Kaiser Permanente strike: Why workers walk out across the U.S. calling for 'respect and value'
AURORA, Colorado — From coast to coast Wednesday, more than 75,000 Kaiser Permanente workers picketed outside of health care facilities, arguing that staffing shortages have reached crisis levels for employees and patients alike.
The strike, which the Coalition of Kaiser Permanente Unions has said is the largest work stoppage of health care workers in U.S. history, was on display from California to Virginia, with workers walking out at 6 a.m. local time.
The striking workers include a wide array of professionals, including vocational nurses, ultrasound sonographers, respiratory therapists, emergency department technicians, housekeepers and more.
The majority of striking workers were in California, according to a representative: 60,000 from the Service Employees International Union-United Healthcare Workers West, and an additional 5,000 from the Office and Professional Employees International Union, Local 30 in San Diego.
In Sacramento just before 7:30 a.m. PT, striking workers lined the street outside of a medical center, holding signs that read “Kaiser workers won’t be silenced” and “Respect and value health care workers.” Some shook tambourines, rang yellow bells or banged on pots. Many drivers honked in support as they passed by.
On the other side of the country, outside of the Kaiser Permanente Springfield Medical Center in Springfield, Virginia, workers chanted, “Hey Kaiser, come on out, we’ve got something to talk about!” Some were dressed in white coats as they marched.
Sarah Levesque, the secretary-treasurer for OPEIU Local 2, told NBC News’ Tom Costello that workers were “looking for Kaiser executives to come to the table and bargain in good faith over the short-staffing crisis.” She said there were about 180 optometrists and pharmacists striking in Springfield.
“We just don’t have the staff to adequately take care of our patients,” Levesque said. “These people got into health care because they wanted to take care of patients and they’re just stretched too thin.
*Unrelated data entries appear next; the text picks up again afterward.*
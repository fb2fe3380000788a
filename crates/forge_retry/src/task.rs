//! Retry task model.

use std::fmt;
use std::time::Duration;

use chrono::{DateTime, Utc};
use forge_diagnostics::ClassifiedError;
use serde::{Deserialize, Serialize};

use crate::config::duration_ms;

/// Lifecycle state of a retry task.
#[derive(Debug, Clone, Copy, PartialEq, Eq, Hash, Serialize, Deserialize)]
#[serde(rename_all = "kebab-case")]
pub enum TaskStatus {
    Pending,
    InProgress,
    /// Failed an attempt; backoff timer armed.
    Waiting,
    Succeeded,
    Failed,
    Cancelled,
}

impl TaskStatus {
    pub fn is_terminal(&self) -> bool {
        matches!(self, Self::Succeeded | Self::Failed | Self::Cancelled)
    }

    /// Pending, running or waiting for a retry.
    pub fn is_live(&self) -> bool {
        matches!(self, Self::Pending | Self::InProgress | Self::Waiting)
    }
}

impl fmt::Display for TaskStatus {
    fn fmt(&self, f: &mut fmt::Formatter<'_>) -> fmt::Result {
        let s = match self {
            Self::Pending => "pending",
            Self::InProgress => "in-progress",
            Self::Waiting => "waiting",
            Self::Succeeded => "succeeded",
            Self::Failed => "failed",
            Self::Cancelled => "cancelled",
        };
        f.write_str(s)
    }
}

/// Result of the most recent attempt.
#[derive(Debug, Clone, PartialEq, Eq, Serialize, Deserialize)]
#[serde(tag = "outcome", content = "message", rename_all = "kebab-case")]
pub enum AttemptOutcome {
    Succeeded,
    /// The unit of work completed and reported failure.
    ReturnedFalse,
    /// The unit of work returned an error or panicked.
    Errored(String),
}

impl AttemptOutcome {
    pub fn is_success(&self) -> bool {
        matches!(self, Self::Succeeded)
    }
}

/// Snapshot of a scheduled task.
#[derive(Debug, Clone, Serialize, Deserialize)]
pub struct RetryTask {
    pub id: String,
    pub error: ClassifiedError,
    pub status: TaskStatus,
    pub attempts: u32,
    pub max_attempts: u32,
    /// Delay the next failure will back off by, before jitter.
    #[serde(with = "duration_ms", rename = "current_delay_ms")]
    pub current_delay: Duration,
    pub priority: i32,
    pub created_at: DateTime<Utc>,
    pub last_attempt_at: Option<DateTime<Utc>>,
    pub next_retry_at: Option<DateTime<Utc>>,
    pub last_result: Option<AttemptOutcome>,
}

/// Per-status task counts.
#[derive(Debug, Clone, Copy, Default, PartialEq, Eq, Serialize, Deserialize)]
pub struct QueueStats {
    pub total: usize,
    pub pending: usize,
    pub in_progress: usize,
    pub waiting: usize,
    pub succeeded: usize,
    pub failed: usize,
    pub cancelled: usize,
}

impl QueueStats {
    pub(crate) fn record(&mut self, status: TaskStatus) {
        self.total += 1;
        match status {
            TaskStatus::Pending => self.pending += 1,
            TaskStatus::InProgress => self.in_progress += 1,
            TaskStatus::Waiting => self.waiting += 1,
            TaskStatus::Succeeded => self.succeeded += 1,
            TaskStatus::Failed => self.failed += 1,
            TaskStatus::Cancelled => self.cancelled += 1,
        }
    }
}

#[cfg(test)]
mod tests {
    use super::*;

    #[test]
    fn test_status_classes() {
        assert!(TaskStatus::Failed.is_terminal());
        assert!(TaskStatus::Cancelled.is_terminal());
        assert!(!TaskStatus::Waiting.is_terminal());
        assert!(TaskStatus::Waiting.is_live());
        assert_eq!(TaskStatus::InProgress.to_string(), "in-progress");
    }

    #[test]
    fn test_outcome_serialization() {
        let errored = serde_json::to_value(AttemptOutcome::Errored("boom".into())).unwrap();
        assert_eq!(errored["outcome"], "errored");
        assert_eq!(errored["message"], "boom");
        let returned = serde_json::to_value(AttemptOutcome::ReturnedFalse).unwrap();
        assert_eq!(returned["outcome"], "returned-false");
    }

    #[test]
    fn test_stats_record() {
        let mut stats = QueueStats::default();
        stats.record(TaskStatus::Pending);
        stats.record(TaskStatus::Failed);
        assert_eq!(stats.total, 2);
        assert_eq!(stats.pending, 1);
        assert_eq!(stats.failed, 1);
    }
}
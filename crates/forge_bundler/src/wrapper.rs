//! Synthetic entry wrapper generation.
//!
//! When the detected entry is a root component rather than a self-mounting
//! bootstrap file, the bundler builds from a generated module that imports
//! the component, wraps it in an error boundary and mounts it.

use std::collections::HashMap;
use std::sync::LazyLock;

use regex::{Captures, Regex};

/// Named exports tried, in order, when the entry has no default export.
pub const DEFAULT_EXPORT_CANDIDATES: [&str; 5] = ["App", "Main", "Root", "Page", "Home"];

static SLOT_PATTERN: LazyLock<Regex> =
    LazyLock::new(|| Regex::new(r"\{\{([a-zA-Z_][a-zA-Z0-9_]*)\}\}").unwrap());

const WRAPPER_TEMPLATE: &str = r#"import * as EntryModule from {{entry_specifier}};
import React from "react";
import { createRoot } from "react-dom/client";

const EXPORT_CANDIDATES = {{export_candidates}};

function resolveComponent(mod) {
  if (mod && typeof mod.default === "function") {
    return mod.default;
  }
  for (const name of EXPORT_CANDIDATES) {
    if (mod && typeof mod[name] === "function") {
      return mod[name];
    }
  }
  for (const key of Object.keys(mod || {})) {
    if (typeof mod[key] === "function") {
      return mod[key];
    }
  }
  return null;
}

function notifyHost(error) {
  const payload = {
    type: {{error_channel}},
    error: {
      message: String((error && error.message) || error),
      stack: String((error && error.stack) || ""),
    },
  };
  if (typeof window !== "undefined" && window.parent) {
    window.parent.postMessage(payload, "*");
  }
}

class PreviewErrorBoundary extends React.Component {
  constructor(props) {
    super(props);
    this.state = { error: null };
  }

  static getDerivedStateFromError(error) {
    return { error };
  }

  componentDidCatch(error) {
    notifyHost(error);
  }

  render() {
    if (this.state.error) {
      return null;
    }
    return this.props.children;
  }
}

const Root = resolveComponent(EntryModule);
const container = document.getElementById({{mount_element_id}});

if (!Root) {
  notifyHost(new Error("No component export found in " + {{entry_specifier}}));
} else if (container) {
  createRoot(container).render(
    React.createElement(PreviewErrorBoundary, null, React.createElement(Root))
  );
}
"#;

/// Values for the named slots of the wrapper template.
#[derive(Debug, Clone)]
pub struct WrapperSlots {
    /// Normalized path of the wrapped root component.
    pub entry_path: String,
    /// Named exports to try after `default`.
    pub export_candidates: Vec<String>,
    /// Message type posted to the hosting frame on render failure.
    pub error_channel: String,
    /// DOM id of the mount container.
    pub mount_element_id: String,
}

impl WrapperSlots {
    pub fn new(entry_path: impl Into<String>) -> Self {
        Self {
            entry_path: entry_path.into(),
            export_candidates: DEFAULT_EXPORT_CANDIDATES.iter().map(|s| s.to_string()).collect(),
            error_channel: crate::channel::PREVIEW_ERROR_TYPE.to_string(),
            mount_element_id: "root".to_string(),
        }
    }

    pub fn with_error_channel(mut self, channel: impl Into<String>) -> Self {
        self.error_channel = channel.into();
        self
    }

    pub fn with_mount_element(mut self, id: impl Into<String>) -> Self {
        self.mount_element_id = id.into();
        self
    }

    pub fn with_export_candidates(mut self, candidates: Vec<String>) -> Self {
        self.export_candidates = candidates;
        self
    }

    /// Slot values as JavaScript literals.
    fn to_literals(&self) -> HashMap<&'static str, String> {
        let quote = |s: &str| serde_json::Value::String(s.to_string()).to_string();
        let candidates = serde_json::Value::Array(
            self.export_candidates
                .iter()
                .map(|c| serde_json::Value::String(c.clone()))
                .collect(),
        );

        let mut slots = HashMap::new();
        slots.insert("entry_specifier", quote(&format!("./{}", self.entry_path)));
        slots.insert("export_candidates", candidates.to_string());
        slots.insert("error_channel", quote(&self.error_channel));
        slots.insert("mount_element_id", quote(&self.mount_element_id));
        slots
    }
}

/// Render the wrapper module source.
///
/// Unknown slots are left untouched.
pub fn render_wrapper(slots: &WrapperSlots) -> String {
    let literals = slots.to_literals();
    SLOT_PATTERN
        .replace_all(WRAPPER_TEMPLATE, |caps: &Captures| {
            literals
                .get(&caps[1])
                .cloned()
                .unwrap_or_else(|| caps[0].to_string())
        })
        .into_owned()
}
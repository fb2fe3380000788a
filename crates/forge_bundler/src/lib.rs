//! previewforge Bundler
//!
//! Turns an in-memory map of AI-generated source files into a runnable
//! preview bundle without touching disk:
//!
//! - [`path`]: logical path algebra shared by every other module
//! - [`filter`]: candidate filtering and the "looks like source" sniff
//! - [`entry`]: bootstrap / root-component entry detection
//! - [`wrapper`]: the synthetic mount wrapper template
//! - [`resolver`]: import resolution against the virtual filesystem
//! - [`backend`]: the compile backend trait and the built-in linker
//! - [`Bundler`]: the non-throwing facade tying them together

pub mod assets;
pub mod backend;
pub mod bundler;
pub mod channel;
pub mod entry;
pub mod error;
pub mod filter;
pub mod path;
pub mod resolver;
pub mod wrapper;

use std::collections::BTreeMap;

/// Logical path to source text.
pub type SourceMap = BTreeMap<String, String>;

pub use backend::{shared_linker, BuildOutput, CompileBackend, LinkerBackend, ModuleHost, Resolution};
pub use bundler::{BundleError, BundleErrorKind, BundleResult, Bundler, BundlerOptions};
pub use channel::{PreviewErrorPayload, PreviewMessage, PREVIEW_ERROR_TYPE};
pub use entry::{detect_entry, EntryInfo};
pub use error::{BackendError, BackendMessage, BackendResult};
pub use resolver::VirtualResolver;
impl Scanner {
    fn new(source: &str) -> Self {
        Self {
            chars: source.char_indices().collect(),
            end: source.len(),
            i: 0,
            stack: Vec::new(),
            previous: None,
        }
    }

    fn peek(&self, ahead: usize) -> Option<char> {
        self.chars.get(self.i + ahead).map(|(_, c)| *c)
    }

    fn offset(&self) -> usize {
        self.chars.get(self.i).map(|(o, _)| *o).unwrap_or(self.end)
    }

    fn expression_expected(&self) -> bool {
        match &self.previous {
            None => true,
            Some(Token::Punct(c)) => "(,=:[!&|?{};+-*%~^>}".contains(*c),
            Some(Token::Word(word)) => is_expression_keyword(word),
            Some(Token::Value) => false,
        }
    }

    /// A `'` after a plain identifier is an apostrophe in prose, not a
    /// string opener.
    fn quote_opens_string(&self) -> bool {
        match &self.previous {
            Some(Token::Word(word)) => is_expression_keyword(word),
            Some(Token::Value) => false,
            _ => true,
        }
    }

    /// Scan script until EOF, or until the bracket at depth `base` closes.
    fn scan_code(&mut self, base: Option<usize>) -> Result<(), Halt> {
        while let Some(c) = self.peek(0) {
            let offset = self.offset();

            match c {
                '/' if self.peek(1) == Some('/') => {
                    while self.peek(0).is_some_and(|c| c != '\n') {
                        self.i += 1;
                    }
                    continue;
                }
                '/' if self.peek(1) == Some('*') => {
                    self.skip_block_comment(offset)?;
                    continue;
                }
                '/' if self.peek(1) != Some('>') && self.expression_expected() && self.skip_regex() => {
                    self.previous = Some(Token::Value);
                    continue;
                }
                '"' | '\'' if c == '"' || self.quote_opens_string() => {
                    self.skip_string(c, offset)?;
                    self.previous = Some(Token::Value);
                    continue;
                }
                '`' => {
                    self.skip_template(offset)?;
                    self.previous = Some(Token::Value);
                    continue;
                }
                '<' if self.expression_expected()
                    && self.peek(1).is_some_and(|n| n == '>' || is_ident_start(n)) =>
                {
                    if self.try_jsx() {
                        self.previous = Some(Token::Value);
                        continue;
                    }
                }
                c if is_ident_char(c) => {
                    let start = self.i;
                    while self.peek(0).is_some_and(is_ident_char) {
                        self.i += 1;
                    }
                    let word = self.chars[start..self.i].iter().map(|(_, c)| *c).collect();
                    self.previous = Some(Token::Word(word));
                    continue;
                }
                '(' | '[' | '{' => self.stack.push((c, offset)),
                ')' | ']' | '}' => match self.stack.pop() {
                    Some((open, _)) if closer_for(open) == c => {
                        if base.is_some_and(|depth| self.stack.len() < depth) {
                            self.i += 1;
                            self.previous = Some(Token::Punct(c));
                            return Ok(());
                        }
                    }
                    _ => {
                        return Err(Halt::Issue(StructuralIssue::new(
                            format!("Unexpected \"{c}\""),
                            offset,
                        )))
                    }
                },
                _ => {}
            }

            if !c.is_whitespace() {
                self.previous = Some(Token::Punct(c));
            }
            self.i += 1;
        }

        Err(Halt::Eof)
    }

    fn skip_block_comment(&mut self, offset: usize) -> Result<(), Halt> {
        self.i += 2;
        loop {
            match (self.peek(0), self.peek(1)) {
                (Some('*'), Some('/')) => {
                    self.i += 2;
                    return Ok(());
                }
                (Some(_), _) => self.i += 1,
                (None, _) => {
                    return Err(Halt::Issue(StructuralIssue::new("Unterminated comment", offset)))
                }
            }
        }
    }

    fn skip_string(&mut self, quote: char, offset: usize) -> Result<(), Halt> {
        self.i += 1;
        loop {
            match self.peek(0) {
                None | Some('\n') => {
                    return Err(Halt::Issue(StructuralIssue::new(
                        "Unterminated string literal",
                        offset,
                    )))
                }
                Some('\\') => self.i += 2,
                Some(q) if q == quote => {
                    self.i += 1;
                    return Ok(());
                }
                Some(_) => self.i += 1,
            }
        }
    }

    fn skip_template(&mut self, offset: usize) -> Result<(), Halt> {
        self.i += 1;
        loop {
            match self.peek(0) {
                None => {
                    return Err(Halt::Issue(StructuralIssue::new(
                        "Unterminated template literal",
                        offset,
                    )))
                }
                Some('\\') => self.i += 2,
                Some('`') => {
                    self.i += 1;
                    return Ok(());
                }
                Some('$') if self.peek(1) == Some('{') => {
                    self.stack.push(('{', self.offset() + 1));
                    let depth = self.stack.len();
                    self.i += 2;
                    self.previous = Some(Token::Punct('{'));
                    self.scan_code(Some(depth))?;
                }
                Some(_) => self.i += 1,
            }
        }
    }

    /// Skip a regex literal starting at the current `/`. Returns false,
    /// leaving the position untouched, when the line holds no closing `/`.
    fn skip_regex(&mut self) -> bool {
        let mut j = self.i + 1;
        let mut in_class = false;
        while let Some(&(_, c)) = self.chars.get(j) {
            match c {
                '\n' => return false,
                '\\' => j += 1,
                '[' => in_class = true,
                ']' => in_class = false,
                '/' if !in_class => {
                    j += 1;
                    while self.chars.get(j).is_some_and(|(_, flag)| is_ident_char(*flag)) {
                        j += 1;
                    }
                    self.i = j;
                    return true;
                }
                _ => {}
            }
            j += 1;
        }
        false
    }

    fn try_jsx(&mut self) -> bool {
        let (i, stack) = (self.i, self.stack.clone());
        if self.jsx_element().is_some() {
            return true;
        }
        self.i = i;
        self.stack = stack;
        false
    }

    fn skip_whitespace(&mut self) {
        while self.peek(0).is_some_and(char::is_whitespace) {
            self.i += 1;
        }
    }

    fn jsx_element(&mut self) -> Option<()> {
        self.i += 1;
        if self.peek(0) == Some('>') {
            self.i += 1;
            return self.jsx_children();
        }
        while self.peek(0).is_some_and(|c| is_ident_char(c) || ".-:".contains(c)) {
            self.i += 1;
        }

        loop {
            self.skip_whitespace();
            match self.peek(0)? {
                '/' if self.peek(1) == Some('>') => {
                    self.i += 2;
                    return Some(());
                }
                '>' => {
                    self.i += 1;
                    return self.jsx_children();
                }
                '{' => self.jsx_braces()?,
                c if is_ident_start(c) => {
                    while self.peek(0).is_some_and(|c| is_ident_char(c) || c == '-' || c == ':') {
                        self.i += 1;
                    }
                    self.skip_whitespace();
                    if self.peek(0) != Some('=') {
                        continue;
                    }
                    self.i += 1;
                    self.skip_whitespace();
                    match self.peek(0)? {
                        quote @ ('"' | '\'') => {
                            self.i += 1;
                            while self.peek(0)? != quote {
                                self.i += 1;
                            }
                            self.i += 1;
                        }
                        '{' => self.jsx_braces()?,
                        '<' => self.jsx_element()?,
                        _ => return None,
                    }
                }
                _ => return None,
            }
        }
    }

    /// Text and nested children up to the matching closing tag.
    fn jsx_children(&mut self) -> Option<()> {
        loop {
            match self.peek(0)? {
                '{' => self.jsx_braces()?,
                '<' if self.peek(1) == Some('/') => {
                    while self.peek(0)? != '>' {
                        self.i += 1;
                    }
                    self.i += 1;
                    return Some(());
                }
                '<' if self.peek(1).is_some_and(|n| n == '>' || is_ident_start(n)) => {
                    self.jsx_element()?
                }
                '<' => return None,
                _ => self.i += 1,
            }
        }
    }

    fn jsx_braces(&mut self) -> Option<()> {
        self.stack.push(('{', self.offset()));
        let depth = self.stack.len();
        self.i += 1;
        self.previous = Some(Token::Punct('{'));
        self.scan_code(Some(depth)).ok()
    }
}

/// Check bracket balance and literal termination.
///
/// Returns the first issue found, if any.
pub fn check_structure(source: &str) -> Option<StructuralIssue> {
    let mut scanner = Scanner::new(source);
    if let Err(Halt::Issue(issue)) = scanner.scan_code(None) {
        return Some(issue);
    }

    scanner.stack.last().map(|(open, opened_at)| {
        let (line, _) = line_col(source, *opened_at);
        StructuralIssue::new(
            format!(
                "Unexpected end of file: \"{}\" opened on line {} is never closed",
                open, line
            ),
            source.len(),
        )
    })
}

fn is_ident_char(c: char) -> bool {
    c.is_alphanumeric() || c == '_' || c == '$'
}

/// Capitalized JSX tags whose name is never bound elsewhere in the module.
///
/// A name counts as bound if it occurs anywhere outside a tag position
/// (import, declaration, destructured prop, even a comment). Returns the
/// name and offset of each first offending tag.
pub fn undeclared_jsx_components(source: &str) -> Vec<(String, usize)> {
    let mut seen = BTreeSet::new();
    let mut undeclared = Vec::new();

    for caps in JSX_TAG.captures_iter(source) {
        let Some(whole) = caps.get(0) else {
            continue;
        };
        let name = &caps[1];
        let start = whole.start();

        let preceded_ok = source[..start]
            .chars()
            .next_back()
            .map(|p| p.is_whitespace() || "({>?:,=[;&|".contains(p))
            .unwrap_or(true);
        let followed_ok = source[whole.end()..]
            .chars()
            .next()
            .map(|n| n.is_whitespace() || n == '/' || n == '>' || n == '.')
            .unwrap_or(false);

        if !preceded_ok || !followed_ok || !seen.insert(name.to_string()) {
            continue;
        }

        if !is_bound_outside_tags(source, name) {
            undeclared.push((name.to_string(), start));
        }
    }

    undeclared
}

fn is_bound_outside_tags(source: &str, name: &str) -> bool {
    source.match_indices(name).any(|(at, _)| {
        let before = source[..at].chars().next_back();
        let after = source[at + name.len()..].chars().next();
        if before.is_some_and(is_ident_char) || after.is_some_and(is_ident_char) {
            return false;
        }
        let prefix = &source[..at];
        !(prefix.ends_with('<') || prefix.ends_with("</"))
    })
}
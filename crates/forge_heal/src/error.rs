//! Error types for the healing loop.

use std::path::PathBuf;

use forge_retry::SchedulerError;
use thiserror::Error;

/// Result type alias for heal operations.
pub type HealResult<T> = Result<T, HealError>;

#[derive(Error, Debug)]
pub enum HealError {
    #[error("Repair declined: {0}")]
    RepairDeclined(String),

    #[error("Repair failed for {file}: {message}")]
    RepairFailed { file: String, message: String },

    #[error("Unsupported config format: {0}")]
    UnsupportedFormat(PathBuf),

    #[error("Invalid configuration: {0}")]
    InvalidConfig(String),

    #[error("Scheduler error: {0}")]
    Scheduler(#[from] SchedulerError),

    #[error("IO error: {0}")]
    Io(#[from] std::io::Error),

    #[error("YAML parsing error: {0}")]
    Yaml(#[from] serde_yaml::Error),

    #[error("JSON parsing error: {0}")]
    Json(#[from] serde_json::Error),

    #[error("TOML parsing error: {0}")]
    Toml(#[from] toml::de::Error),

    #[error("TOML serialization error: {0}")]
    TomlSerialize(#[from] toml::ser::Error),
}
//! Config command - Print or write the default configuration.

use std::path::PathBuf;

use anyhow::Result;
use clap::{Args, ValueEnum};

use forge_heal::{ConfigFormat, ForgeConfig};

#[derive(Clone, Copy, ValueEnum)]
enum Format {
    Toml,
    Yaml,
}

#[derive(Args)]
pub struct ConfigArgs {
    /// Write the configuration to this file instead of stdout (format from extension)
    #[arg(short, long)]
    output: Option<PathBuf>,

    /// Format used when printing to stdout
    #[arg(long, value_enum, default_value = "toml")]
    format: Format,
}

pub async fn execute(args: ConfigArgs) -> Result<()> {
    let config = ForgeConfig::default();

    match args.output {
        Some(path) => {
            config.save(&path)?;
            println!("✅ Wrote default configuration to {}", path.display());
        }
        None => {
            let format = match args.format {
                Format::Toml => ConfigFormat::Toml,
                Format::Yaml => ConfigFormat::Yaml,
            };
            print!("{}", config.render(format)?);
        }
    }

    Ok(())
}
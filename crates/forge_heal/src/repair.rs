//! The repair collaborator boundary.
//!
//! Fix strategies that cannot patch a file themselves produce a prompt.
//! A [`RepairService`] turns that prompt into replacement file content,
//! typically by asking a language model.

use async_trait::async_trait;
use forge_diagnostics::ClassifiedError;
use serde::{Deserialize, Serialize};

use crate::error::{HealError, HealResult};

/// Everything a collaborator needs to rewrite one file.
#[derive(Debug, Clone, PartialEq, Serialize, Deserialize)]
pub struct RepairRequest {
    pub prompt: String,
    pub target_file: String,
    pub current_content: String,
    pub diagnosis: ClassifiedError,
}

/// Produces corrected file content for a repair prompt.
#[cfg_attr(test, mockall::automock)]
#[async_trait]
pub trait RepairService: Send + Sync {
    /// Short name used in logs.
    fn name(&self) -> &str;

    /// Whether this service answers prompts at all.
    ///
    /// The healer skips prompt-only fixes when this is false.
    fn handles_prompts(&self) -> bool {
        true
    }

    /// Return the complete new content of `request.target_file`.
    async fn repair(&self, request: RepairRequest) -> HealResult<String>;
}

/// Applies direct patches only; declines every prompt.
#[derive(Debug, Clone, Copy, Default)]
pub struct PatchOnlyRepairService;

#[async_trait]
impl RepairService for PatchOnlyRepairService {
    fn name(&self) -> &str {
        "patch-only"
    }

    fn handles_prompts(&self) -> bool {
        false
    }

    async fn repair(&self, request: RepairRequest) -> HealResult<String> {
        Err(HealError::RepairDeclined(format!(
            "{} cannot answer prompts for {}",
            self.name(),
            request.target_file
        )))
    }
}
It’s taking up to three months to get appointments with some of the doctors.”
David Hawa, an ambulatory care pharmacist in Springfield, echoed those concerns.
“We don’t have enough pharmacists to deliver the health care needed for our patients,” he said.
The result of that, he said, is “longer lines, cancellation of appointments. frustrated customers on the phone or in line.”
“It’s not the best we can do, and it’s not fair for our patients,” he said.
The same sentiment prompted workers to strike in Aurora, Colorado, a suburb of Denver.
“We’re short-staffed and patients have to wait more than a month to be seen,” said Lorena Jackson, who works in scheduling in primary care. “By then, you’re either feeling better, dead or you have to pay more money out-of-pocket to visit urgent care.”
Employees said they were also protesting for more wages in light of skyrocketing housing prices in Colorado.
“The price of living is too high and these companies need to start paying accordingly,” said Lavette Clardy, who also works in scheduling and is a labor union member with SEIU Local 105. “People are here risking their lives and can’t afford a work-life balance and enjoy their families.”
Based in Oakland, California, Kaiser Permanente is a nonprofit health system that serves nearly 13 million people in its 39 hospitals and more than 600 medical facilities nationwide, according to its website.
The strike, set to last up to three days in some areas of the country, came after labor negotiators and Kaiser Permanente failed to reach a new contract deal before the previous agreement expired on Saturday.
Talks are ongoing, according to a spokesperson for Kaiser Permanente, who said in a statement after the strike began that “there has been a lot of progress, with agreements reached on several specific proposals late Tuesday.” The spokesperson added that hospitals, emergency rooms and pharmacies would remain open during the walkout.
The strike began in Washington, D.C., and Virginia at 6 a.m. ET before expanding to Colorado, California, Oregon and Washington, according to the Coalition of Kaiser Permanente Unions.
The coalition said workers were taking action to “protest Kaiser executives’ bad faith bargaining, which is getting in the way of finding solutions to solve the Kaiser short-staffing crisis by investing in its workforce.”